At that point Stuart was about 90 seconds from death, medics told him later, before surgeons managed to reattach the limb after seven hours of surgery.

"If we hadn't made the tourniquet I'd have been a goner," the Sun quoted him as saying on Wednesday.

The dad of four was at home alone using a radial arm saw to chop wood iwhen the blade sliced through his forearm.

"In a flash it spat the wood through and took my arm with it. I remember fragments of bone hitting me in the face," he recalled.

Frain, who had first aid training in the fire service, instinctively realised the need for a tourniquet was more urgent than ringing for an ambulance.

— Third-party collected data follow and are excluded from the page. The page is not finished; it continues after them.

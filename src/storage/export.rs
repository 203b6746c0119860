//! CSV serialization of conference records.

use serde::Serialize;

use crate::error::{AppError, Result};
use crate::models::ConferenceRecord;

/// Export columns, in record field order.
pub const COLUMNS: [&str; 7] = [
    "title",
    "link",
    "description",
    "deadline",
    "note",
    "categories",
    "name",
];

/// One flat CSV row; `categories` is comma-joined into a single cell.
#[derive(Serialize)]
struct CsvRow<'a> {
    title: &'a str,
    link: &'a str,
    description: &'a str,
    deadline: &'a str,
    note: &'a str,
    categories: String,
    name: &'a str,
}

impl<'a> From<&'a ConferenceRecord> for CsvRow<'a> {
    fn from(record: &'a ConferenceRecord) -> Self {
        Self {
            title: &record.title,
            link: &record.link,
            description: &record.description,
            deadline: &record.deadline,
            note: &record.note,
            categories: record.categories.join(","),
            name: &record.name,
        }
    }
}

/// Serialize records to CSV bytes. The header row is always present.
pub fn to_csv(records: &[ConferenceRecord]) -> Result<Vec<u8>> {
    let mut writer = csv::WriterBuilder::new()
        .has_headers(false)
        .from_writer(Vec::new());

    writer.write_record(COLUMNS)?;
    for record in records {
        writer.serialize(CsvRow::from(record))?;
    }

    writer
        .into_inner()
        .map_err(|e| AppError::Io(e.into_error()))
}

#[cfg(test)]
mod tests {
    use super::*;

    fn record(title: &str, categories: &[&str]) -> ConferenceRecord {
        ConferenceRecord {
            title: title.to_string(),
            link: "http://conf.example.org/".to_string(),
            description: "Desc [Vienna, Austria]".to_string(),
            deadline: "Jan 5, 2024".to_string(),
            note: String::new(),
            categories: categories.iter().map(|c| c.to_string()).collect(),
            name: "Conference".to_string(),
            feed_link: "http://www.wikicfp.com/x".to_string(),
        }
    }

    #[test]
    fn test_header_and_rows() {
        let bytes = to_csv(&[record("CONF 2024 : Conference", &["ai", "security"])]).unwrap();
        let text = String::from_utf8(bytes).unwrap();
        let lines: Vec<&str> = text.lines().collect();

        assert_eq!(lines.len(), 2);
        assert_eq!(lines[0], "title,link,description,deadline,note,categories,name");
        assert_eq!(
            lines[1],
            r#"CONF 2024 : Conference,http://conf.example.org/,"Desc [Vienna, Austria]","Jan 5, 2024",,"ai,security",Conference"#
        );
    }

    #[test]
    fn test_empty_export_has_header() {
        let text = String::from_utf8(to_csv(&[]).unwrap()).unwrap();
        assert_eq!(text, "title,link,description,deadline,note,categories,name\n");
    }

    #[test]
    fn test_feed_link_not_exported() {
        let text = String::from_utf8(to_csv(&[record("T", &[])]).unwrap()).unwrap();
        assert!(!text.contains("wikicfp.com/x"));
    }

    #[test]
    fn test_round_trips_through_reader() {
        let bytes = to_csv(&[record("Quote \"A\"", &["x"])]).unwrap();
        let mut reader = csv::Reader::from_reader(bytes.as_slice());
        let row = reader.records().next().unwrap().unwrap();
        assert_eq!(&row[0], "Quote \"A\"");
        assert_eq!(&row[5], "x");
    }
}
//! Utility functions and helpers.

pub mod date;
pub mod http;
pub mod log;

use url::Url;

/// Build the feed URL for a category by appending it to the base.
///
/// The name is appended verbatim and then percent-encoded by URL parsing,
/// so `"computer science"` becomes `cat=computer%20science`.
pub fn feed_url(base: &str, category: &str) -> crate::error::Result<String> {
    Ok(Url::parse(&format!("{base}{category}"))?.to_string())
}

/// Resolve a potentially relative URL against a base URL.
pub fn resolve_url(base: &Url, href: &str) -> String {
    base.join(href)
        .map(|u| u.to_string())
        .unwrap_or_else(|_| href.to_string())
}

"I clearly had an arterial bleed -- blood was pumping out over a great distance. It was like something from a horror movie. My hand was just attached by a flap of skin," he said.

"I grabbed my upper arm and clamped it with my other hand to try to stem the bleeding. I decided to run to the nearest houses about 300 yards away," he explained.

An ambulance took shocked Stuart of Smithy Bridge near Rochdale, Lancashire, to hospital.

Doctors at Wythenshawe Hospital were surprised he had been able to remain so composed.

Frain 's wife Pippa, 48, who was out at the time of the accident said, "he was used to keeping a cool head."

Frain has now regained some movement in his fingers.

"Doctors have said it will never be 100 per cent better but it will gradually improve," he said.

"It was a complicated operation. He's a very lucky man," Vivien Lees, Consultant plastic surgeon added.